Reproduce only the top of the records, down to and including the line containing "let key = normalize_url(&record.url);".
===============
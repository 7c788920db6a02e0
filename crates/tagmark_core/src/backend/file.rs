//! Bookmark backend over the file bridge.
//!
//! Every operation is a read-modify-write of the whole document through the
//! bridge; the bridge serializes the full document on each write, so this
//! backend never patches in place.

use chrono::Utc;

use super::BookmarkBackend;
use crate::bridge::FileBridge;
use crate::error::Result;
use crate::model::{normalize_url, stable_hash, BookmarkRecord};
use crate::BoxFuture;

/// File-backed bookmark store behind a [`FileBridge`].
pub struct FileBookmarkStore<B: FileBridge> {
    bridge: B,
}

impl<B: FileBridge> FileBookmarkStore<B> {
    /// Wrap a bridge.
    pub fn new(bridge: B) -> Self {
        Self { bridge }
    }
}

impl<B: FileBridge> BookmarkBackend for FileBookmarkStore<B> {
    fn get<'a>(&'a self, url: &'a str) -> BoxFuture<'a, Result<Option<BookmarkRecord>>> {
        Box::pin(async move {
            let key = normalize_url(url);
            let doc = self.bridge.read_document().await?;
            Ok(doc.bookmarks.get(&key).cloned())
        })
    }

    fn put<'a>(&'a self, record: &'a BookmarkRecord) -> BoxFuture<'a, Result<()>> {
        Box::pin(async move {
            let key = normalize_url(&record.url);
            let now = Utc::now();
            let mut doc = self.bridge.read_document().await?;
            let existing = doc.bookmarks.get(&key);

            let mut stored = record.clone();
            stored.url = key.clone();
            stored.time = existing.and_then(|e| e.time).or(record.time).or(Some(now));
            stored.updated_at = Some(now);
            stored.hash = existing
                .and_then(|e| e.hash.clone())
                .or_else(|| Some(stable_hash("file", &key)));

            doc.bookmarks.insert(key, stored);
            self.bridge.write_document(&doc).await
        })
    }

    fn delete<'a>(&'a self, url: &'a str) -> BoxFuture<'a, Result<()>> {
        Box::pin(async move {
            let key = normalize_url(url);
            let mut doc = self.bridge.read_document().await?;
            if doc.bookmarks.shift_remove(&key).is_none() {
                log::debug!("delete: url not held in file backend: {key}");
                return Ok(());
            }
            self.bridge.write_document(&doc).await
        })
    }

    fn list_all<'a>(&'a self) -> BoxFuture<'a, Result<Vec<BookmarkRecord>>> {
        Box::pin(async move {
            let doc = self.bridge.read_document().await?;
            Ok(doc.bookmarks.into_values().collect())
        })
    }
}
===============
**Result:**
repository 7c788920db6a02e0
filename crates/tagmark_core/src/backend/file.rs
//! Bookmark backend over the file bridge.
//!
//! Every operation is a read-modify-write of the whole document through the
//! bridge; the bridge serializes the full document on each write, so this
//! backend never patches in place.

use chrono::Utc;

use super::BookmarkBackend;
use crate::bridge::FileBridge;
use crate::error::Result;
use crate::model::{normalize_url, stable_hash, BookmarkRecord};
use crate::BoxFuture;

/// File-backed bookmark store behind a [`FileBridge`].
pub struct FileBookmarkStore<B: FileBridge> {
    bridge: B,
}

impl<B: FileBridge> FileBookmarkStore<B> {
    /// Wrap a bridge.
    pub fn new(bridge: B) -> Self {
        Self { bridge }
    }
}

impl<B: FileBridge> BookmarkBackend for FileBookmarkStore<B> {
    fn get<'a>(&'a self, url: &'a str) -> BoxFuture<'a, Result<Option<BookmarkRecord>>> {
        Box::pin(async move {
            let key = normalize_url(url);
            let doc = self.bridge.read_document().await?;
            Ok(doc.bookmarks.get(&key).cloned())
        })
    }

    fn put<'a>(&'a self, record: &'a BookmarkRecord) -> BoxFuture<'a, Result<()>> {
        Box::pin(async move {
            let key = normalize_url(&record.url);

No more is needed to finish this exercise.